Arthur Trystan Edwards FRIBA FRTPI FRGS (10 November 1884 – 30 January 1973) was a Welsh architectural critic, town planner and amateur cartographer. He was a noted critic of the garden city movement.[1]
Born in Merthyr Tydfil, he was educated at Clifton College, Bristol,[2] and Hertford College, Oxford. He studied under the architect Sir Reginald Blomfield as an articled pupil[3] from 1907[4] and was enrolled at the Liverpool School of Architecture's department of civic design from 1911 to 1913.[5] In 1913 he returned to London and worked for the firm of Richardson and Gill; during this period his first architectural criticism was published in the Architects' and Builders' Journal.[5] He served in the Royal Navy from 1915 to 1918 and continued his involvement with the Navy into peacetime, serving for twelve years in the Royal Naval Volunteer Reserve.[5]

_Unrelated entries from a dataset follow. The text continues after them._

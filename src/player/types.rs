use std::fmt;
use std::time::Duration;

use crate::passthru::Message;

/// Lifecycle of a playback session
#[derive(Debug, Copy, Clone, PartialEq, Eq, Hash)]
pub enum PlayerState {
    Idle,
    Connecting,
    /// A live channel is configured like the simulation channel with this id
    ChannelOpen(u32),
    Stopped,
    Faulted,
}

impl PlayerState {
    /// Playback loop has ended
    pub fn is_finished(&self) -> bool {
        matches!(self, PlayerState::Stopped | PlayerState::Faulted)
    }
}

impl fmt::Display for PlayerState {
    fn fmt(&self, f: &mut fmt::Formatter<'_>) -> fmt::Result {
        match self {
            PlayerState::ChannelOpen(channel_id) => write!(f, "ChannelOpen({})", channel_id),
            other => write!(f, "{:?}", other),
        }
    }
}

#[derive(Debug, Clone, PartialEq, Eq)]
pub enum PlayerEvent {
    StateChanged(PlayerState),
    ChannelChanged {
        from: Option<u32>,
        to: u32,
    },
    /// A live message matched no recorded request
    MessageUnmatched(Message),
    /// A live message matched a request of `channel_id`. `sent` tells whether `responses` went out.
    MessageProcessed {
        channel_id: u32,
        message: Message,
        responses: Vec<Message>,
        sent: bool,
    },
}

/// An event and the time since playback started
#[derive(Debug, Clone, PartialEq, Eq)]
pub struct TimedEvent {
    pub elapsed: Duration,
    pub event: PlayerEvent,
}

/// Runtime control of a running player
#[derive(Debug, Copy, Clone, PartialEq, Eq)]
pub enum PlayerCommand {
    SetResponsesEnabled(bool),
}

At the close of World War I Edwards joined the Ministry of Health and resumed his architectural criticism. The Things which are Seen: a Revaluation of the Visual Arts was published in 1921 and Good and Bad Manners in Architecture, which is considered to be his best work, in 1924.[5] John Betjeman noted that the latter work was "the first book to draw attention after the Great War to Regency architecture and to deplore the destruction of Nash's Regent Street."[6] In 1933 Edwards founded the Hundred New Towns Association, which was ultimately unsuccessful in its aims.[3] In 1953 he published A New Map of the World, in which he proposed his "homalographic" projection.[5]